[Source information]
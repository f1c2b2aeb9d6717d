//! Detail panel content: deduplicated, naturally sorted, colored lines.

use std::sync::Arc;

use itertools::Itertools;
use stopmap_transit::{StopDetail, StopIdentifier};

use crate::icon::ModeGlyph;

pub mod color;
pub mod sort;

pub use color::{ColorPolicy, LineColor, get_line_color};
pub use sort::natural_cmp;

#[derive(Clone, Debug, PartialEq, Eq)]
pub struct LineChip {
    pub public_code: Arc<str>,
    pub authority_name: Arc<str>,
    pub color: LineColor,
}

#[derive(Clone, Debug, PartialEq, Eq)]
pub struct PanelContent {
    pub stop_id: StopIdentifier,
    pub name: Arc<str>,
    pub modes: Vec<ModeGlyph>,
    pub lines: Vec<LineChip>,
}

/// Lines are deduplicated by public code (first occurrence wins, including
/// its authority) and then sorted with [`natural_cmp`].
pub fn render_detail(detail: &StopDetail, policy: &ColorPolicy) -> PanelContent {
    let lines = detail
        .lines()
        .unique_by(|line| Arc::clone(&line.public_code))
        .sorted_by(|a, b| natural_cmp(&a.public_code, &b.public_code))
        .map(|line| LineChip {
            public_code: Arc::clone(&line.public_code),
            authority_name: Arc::clone(&line.authority_name),
            color: policy.line_color(&line.public_code, &line.authority_name),
        })
        .collect();

    PanelContent {
        stop_id: detail.id.clone(),
        name: Arc::clone(&detail.name),
        modes: detail
            .transport_modes
            .iter()
            .map(ModeGlyph::for_mode)
            .collect(),
        lines,
    }
}
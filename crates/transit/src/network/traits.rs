//! Pluggable networking traits.
//!
//! External crates implement these to provide stop data. Each call is a
//! single request/response exchange; retrying is left to the caller.

use std::future::Future;
use std::pin::Pin;

use crate::identifiers::StopIdentifier;
use crate::models::{BoundingBox, Result, Stop, StopDetail};

/// Query/response access to a transit stop API
pub trait StopDataSource: Send + Sync {
    /// All stop places inside `bounds`
    fn fetch_stops_in_bounds<'a>(
        &'a self,
        bounds: BoundingBox,
    ) -> Pin<Box<dyn Future<Output = Result<Vec<Stop>>> + Send + 'a>>;

    /// Name, modes and per-quay lines of a single stop place
    fn fetch_stop_detail<'a>(
        &'a self,
        stop_id: &'a StopIdentifier,
    ) -> Pin<Box<dyn Future<Output = Result<StopDetail>> + Send + 'a>>;
}
//! Wire types and parsing of journey planner responses.
//!
//! Any missing field turns the whole response into
//! [`FetchError::InvalidResponse`]; nothing is partially accepted.

use serde::Deserialize;
use serde::de::DeserializeOwned;
use stopmap_transit::{
    FetchError, Line, Quay, Result, Stop, StopDetail, StopIdentifier, TransportMode,
};

#[derive(Debug, Deserialize)]
struct Envelope<T> {
    data: Option<T>,
    #[serde(default)]
    errors: Vec<GraphQlError>,
}

#[derive(Debug, Deserialize)]
struct GraphQlError {
    message: String,
}

#[derive(Debug, Deserialize)]
#[serde(rename_all = "camelCase")]
struct StopsInBoundsData {
    stop_places_by_bbox: Vec<WireStopPlace>,
}

#[derive(Debug, Deserialize)]
#[serde(rename_all = "camelCase")]
struct WireStopPlace {
    id: String,
    name: String,
    latitude: f64,
    longitude: f64,
    transport_mode: Vec<String>,
}

#[derive(Debug, Deserialize)]
#[serde(rename_all = "camelCase")]
struct StopDetailData {
    stop_place: Option<WireStopPlaceDetail>,
}

#[derive(Debug, Deserialize)]
#[serde(rename_all = "camelCase")]
struct WireStopPlaceDetail {
    name: String,
    transport_mode: Vec<String>,
    quays: Vec<WireQuay>,
}

#[derive(Debug, Deserialize)]
struct WireQuay {
    lines: Vec<WireLine>,
}

#[derive(Debug, Deserialize)]
#[serde(rename_all = "camelCase")]
struct WireLine {
    public_code: String,
    authority: WireAuthority,
}

#[derive(Debug, Deserialize)]
struct WireAuthority {
    name: String,
}

fn parse_envelope<T: DeserializeOwned>(body: &[u8]) -> Result<T> {
    let envelope: Envelope<T> = serde_json::from_slice(body)
        .map_err(|err| FetchError::InvalidResponse(err.to_string()))?;

    match envelope.data {
        Some(data) => Ok(data),
        None if !envelope.errors.is_empty() => Err(FetchError::InvalidResponse(
            envelope
                .errors
                .iter()
                .map(|e| e.message.as_str())
                .collect::<Vec<_>>()
                .join("; "),
        )),
        None => Err(FetchError::InvalidResponse("response has no data".into())),
    }
}

fn modes(raw: Vec<String>) -> Vec<TransportMode> {
    raw.into_iter().map(TransportMode::from).collect()
}

pub fn parse_stops(body: &[u8]) -> Result<Vec<Stop>> {
    let data: StopsInBoundsData = parse_envelope(body)?;

    Ok(data
        .stop_places_by_bbox
        .into_iter()
        .map(|place| {
            Stop::new(
                place.id,
                place.name,
                place.latitude,
                place.longitude,
                modes(place.transport_mode),
            )
        })
        .collect())
}

pub fn parse_stop_detail(stop_id: &StopIdentifier, body: &[u8]) -> Result<StopDetail> {
    let data: StopDetailData = parse_envelope(body)?;
    let place = data
        .stop_place
        .ok_or_else(|| FetchError::InvalidResponse(format!("stop place {stop_id} not found")))?;

    Ok(StopDetail {
        id: stop_id.clone(),
        name: place.name.into(),
        transport_modes: modes(place.transport_mode),
        quays: place
            .quays
            .into_iter()
            .map(|quay| Quay {
                lines: quay
                    .lines
                    .into_iter()
                    .map(|line| Line::new(line.public_code, line.authority.name))
                    .collect(),
            })
            .collect(),
    })
}

#[cfg(test)]
mod tests {
    use super::*;

    #[test]
    fn test_parse_stops() {
        let body = br#"{
            "data": {
                "stopPlacesByBbox": [
                    {
                        "id": "NSR:StopPlace:58366",
                        "name": "Jernbanetorget",
                        "latitude": 59.911898,
                        "longitude": 10.75038,
                        "transportMode": ["bus", "metro"]
                    },
                    {
                        "id": "NSR:StopPlace:4000",
                        "name": "Dronningens gate",
                        "latitude": 59.9107,
                        "longitude": 10.7471,
                        "transportMode": ["tram"]
                    }
                ]
            }
        }"#;

        let stops = parse_stops(body).unwrap();

        assert_eq!(stops.len(), 2);
        assert_eq!(stops[0].id.as_str(), "NSR:StopPlace:58366");
        assert_eq!(stops[0].latitude(), 59.911898);
        assert_eq!(stops[0].longitude(), 10.75038);
        assert_eq!(
            stops[0].transport_modes,
            [TransportMode::new("bus"), TransportMode::new("metro")]
        );
    }

    #[test]
    fn test_missing_field_is_invalid() {
        let body = br#"{ "data": { "stopPlacesByBbox": [ { "id": "NSR:StopPlace:1", "name": "x" } ] } }"#;

        assert!(matches!(parse_stops(body), Err(FetchError::InvalidResponse(_))));
    }

    #[test]
    fn test_graphql_errors_without_data() {
        let body = br#"{ "errors": [ { "message": "bad bbox" }, { "message": "again" } ] }"#;

        assert_eq!(
            parse_stops(body),
            Err(FetchError::InvalidResponse("bad bbox; again".into()))
        );
    }

    #[test]
    fn test_not_json() {
        assert!(matches!(
            parse_stops(b"<html>502</html>"),
            Err(FetchError::InvalidResponse(_))
        ));
    }

    #[test]
    fn test_parse_stop_detail() {
        let body = br#"{
            "data": {
                "stopPlace": {
                    "id": "NSR:StopPlace:58366",
                    "name": "Jernbanetorget",
                    "transportMode": ["bus", "metro"],
                    "quays": [
                        { "lines": [ { "publicCode": "5", "authority": { "name": "Ruter" } } ] },
                        { "lines": [] }
                    ]
                }
            }
        }"#;
        let id = StopIdentifier::new("NSR:StopPlace:58366");

        let detail = parse_stop_detail(&id, body).unwrap();

        assert_eq!(detail.id, id);
        assert_eq!(&*detail.name, "Jernbanetorget");
        assert_eq!(detail.quays.len(), 2);
        assert_eq!(detail.lines().next(), Some(&Line::new("5", "Ruter")));
    }

    #[test]
    fn test_unknown_stop_place() {
        let body = br#"{ "data": { "stopPlace": null } }"#;
        let id = StopIdentifier::new("NSR:StopPlace:0");

        assert!(matches!(
            parse_stop_detail(&id, body),
            Err(FetchError::InvalidResponse(_))
        ));
    }

    #[test]
    fn test_line_without_authority_is_invalid() {
        let body = br#"{ "data": { "stopPlace": {
            "name": "x", "transportMode": [], "quays": [ { "lines": [ { "publicCode": "5" } ] } ]
        } } }"#;
        let id = StopIdentifier::new("NSR:StopPlace:1");

        assert!(matches!(
            parse_stop_detail(&id, body),
            Err(FetchError::InvalidResponse(_))
        ));
    }
}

[Task statement]
Go through the material and copy each line in which the word "publicCode" occurs.

[Answer for this exercise]
                        { "lines": [ { "publicCode": "5", "authority": { "name": "Ruter" } } ] },
            "name": "x", "transportMode": [], "quays": [ { "lines": [ { "publicCode": "5" } ] } ]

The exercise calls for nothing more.